Gray wolves back in court as rival factions contest endangered species ruling
Are gray wolves endangered, or aren't they? It seems like a simple thing to determine, but the legal battle between government officials (who say the wolves have successfully rebounded) and environmentalists (who say that, although wolf populations have increased, the species is still endangered and needs federal protection) rages on.
In 2008, gray wolves were removed from the endangered species list, and the federal protections it grants, for about seven months. In October, a judge reversed the decision and reinstated the wolves' endangered status.
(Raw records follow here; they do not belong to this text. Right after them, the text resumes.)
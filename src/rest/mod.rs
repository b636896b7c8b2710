//! Resource layer of the Stingray API client.
//!
//! This module provides:
//!
//! - **[`Resource`] trait**: The contract every manageable object implements
//! - **[`Namespace`] and [`NamespacePolicy`]**: Which API sub-tree a resource
//!   lives in, fixed per type through [`Configuration`] or [`Statistics`]
//! - **[`ResourceResponse<T>`]**: Decoded data paired with the raw response
//! - **[`json`]**: The wire encoder with its escape fix-up
//! - **[`combine_counter`]**: Reassembly of split 64-bit counters
//! - **[`resources`]**: Concrete resources (pools, pool and node statistics)
//!
//! # Example
//!
//! ```rust,ignore
//! use stingray_api::rest::resources::Pool;
//! use stingray_api::rest::Resource;
//!
//! let mut pool = Pool::new("web");
//! client.get(&mut pool).await?;
//!
//! pool.properties.basic.note = Some("front end".to_string());
//! client.set(&pool).await?;
//!
//! let names = client.list(&pool).await?;
//! ```

mod counter;
pub mod json;
pub(crate) mod list;
mod namespace;
mod resource;
mod response;

pub mod resources;

pub use counter::combine_counter;
pub use namespace::{Configuration, Namespace, NamespacePolicy, Statistics};
pub use resource::{decode_in_place, Resource, JSON_CONTENT_TYPE};
pub use response::ResourceResponse;
//! Pool statistics resource.

use serde::{Deserialize, Serialize};

use crate::clients::{ClientError, StingrayClient};
use crate::rest::counter::reassemble;
use crate::rest::{decode_in_place, Resource, ResourceResponse, Statistics};

/// Statistics for one pool (`pools/{name}` in the statistics namespace).
#[derive(Debug, Clone, Default, PartialEq, Eq, Serialize, Deserialize)]
pub struct PoolStats {
    #[serde(skip)]
    name: String,

    /// The counters reported for the pool.
    #[serde(default)]
    pub statistics: PoolStatistics,
}

impl PoolStats {
    /// Creates an empty statistics resource for the named pool.
    #[must_use]
    pub fn new(name: impl Into<String>) -> Self {
        Self {
            name: name.into(),
            ..Self::default()
        }
    }
}

impl Resource for PoolStats {
    type Namespace = Statistics;
    const ENDPOINT: &'static str = "pools";

    fn name(&self) -> &str {
        &self.name
    }

    fn set_name(&mut self, name: String) {
        self.name = name;
    }

    fn decode(&mut self, data: &[u8]) -> Result<(), serde_json::Error> {
        decode_in_place(self, data)?;
        self.statistics.reassemble_counters();
        Ok(())
    }
}

/// Counters reported for a pool.
#[derive(Debug, Clone, Default, PartialEq, Eq, Serialize, Deserialize)]
#[serde(default)]
pub struct PoolStatistics {
    /// Load balancing algorithm in use.
    pub algorithm: String,
    /// Bytes received from the pool's nodes.
    pub bytes_in: u64,
    /// High 32 bits of `bytes_in`.
    #[serde(rename = "bytes_in_hi", skip_serializing_if = "Option::is_none")]
    pub bytes_in_high: Option<u32>,
    /// Low 32 bits of `bytes_in`.
    #[serde(
        rename = "bytes_in_lo",
        alias = "bytes_in_low",
        skip_serializing_if = "Option::is_none"
    )]
    pub bytes_in_low: Option<u32>,
    /// Bytes sent to the pool's nodes.
    pub bytes_out: u64,
    /// High 32 bits of `bytes_out`.
    #[serde(rename = "bytes_out_hi", skip_serializing_if = "Option::is_none")]
    pub bytes_out_high: Option<u32>,
    /// Low 32 bits of `bytes_out`.
    #[serde(
        rename = "bytes_out_lo",
        alias = "bytes_out_low",
        skip_serializing_if = "Option::is_none"
    )]
    pub bytes_out_low: Option<u32>,
    /// Connections currently queued waiting for a node.
    #[serde(rename = "conns_queued")]
    pub connections_queued: u64,
    /// Number of disabled nodes.
    #[serde(rename = "disabled")]
    pub disabled_node_count: u64,
    /// Number of draining nodes.
    #[serde(rename = "draining")]
    pub draining_node_count: u64,
    /// Longest time a connection spent queued, in milliseconds.
    pub max_queue_time: u64,
    /// Mean time a connection spent queued, in milliseconds.
    pub mean_queue_time: u64,
    /// Shortest time a connection spent queued, in milliseconds.
    pub min_queue_time: u64,
    /// Number of nodes in the pool.
    #[serde(rename = "nodes")]
    pub node_count: u64,
    /// Session persistence class in use.
    #[serde(rename = "persistence")]
    pub session_persistence: String,
    /// Connections dropped after waiting too long in the queue.
    pub queue_timeouts: u64,
    /// Sessions moved to another node.
    #[serde(rename = "session_migrated")]
    pub sessions_migrated: u64,
    /// `active`, `disabled` or `failed`.
    pub state: String,
    /// Total connections made to the pool's nodes.
    #[serde(rename = "total_conn")]
    pub total_connections: u64,
}

impl PoolStatistics {
    fn reassemble_counters(&mut self) {
        if let Some(value) = reassemble(self.bytes_in_high, self.bytes_in_low) {
            self.bytes_in = value;
        }
        if let Some(value) = reassemble(self.bytes_out_high, self.bytes_out_low) {
            self.bytes_out = value;
        }
    }
}

impl StingrayClient {
    /// Fetches the statistics of the named pool.
    ///
    /// # Errors
    ///
    /// Returns [`ClientError`] if the request fails, the appliance reports
    /// an error, or the body is not a pool statistics document.
    pub async fn get_pool_stats(
        &self,
        name: &str,
    ) -> Result<ResourceResponse<PoolStats>, ClientError> {
        let mut stats = PoolStats::new(name);
        let response = self.get(&mut stats).await?;
        Ok(ResourceResponse::new(stats, response))
    }

    /// Lists the names of all pools that report statistics.
    ///
    /// # Errors
    ///
    /// Returns [`ClientError`] if the request fails or the listing cannot
    /// be decoded.
    pub async fn list_pool_stats(&self) -> Result<ResourceResponse<Vec<String>>, ClientError> {
        self.list(&PoolStats::default()).await
    }
}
But not for long -- just before the presidential changing-of-the-guards this January, the Bush administration announced that gray wolves in Wisconsin, Minnesota, Michigan, Idaho, Montana and parts of Utah, Washington and Oregon would once again be delisted. After the delisting took effect, wolves in those areas would fall under the jurisdiction of state or tribal authorities rather than federal ones. (Wolves in Wyoming retained their endangered status because, according to the Interior Department, not enough had been done in that state to ensure their recovery.)
Environmentalists hoped the Obama administration would reverse the Bush policy and reinstate the wolves' endangered status. But in March, Interior Secretary Ken Salazar announced that the decision to delist the wolves would stand, calling the species' population increases "one of the great success stories of the Endangered Species Act."
Not surprisingly, environmentalists vowed to bring the issue back to the courts and did so on Tuesday. In a lawsuit filed in Missoula, Mont., they argued that Montana and Idaho, like Wyoming, had not taken sufficient action to protect the wolves. More than 1,300 wolves in those states, they said, should have their federal protection restored.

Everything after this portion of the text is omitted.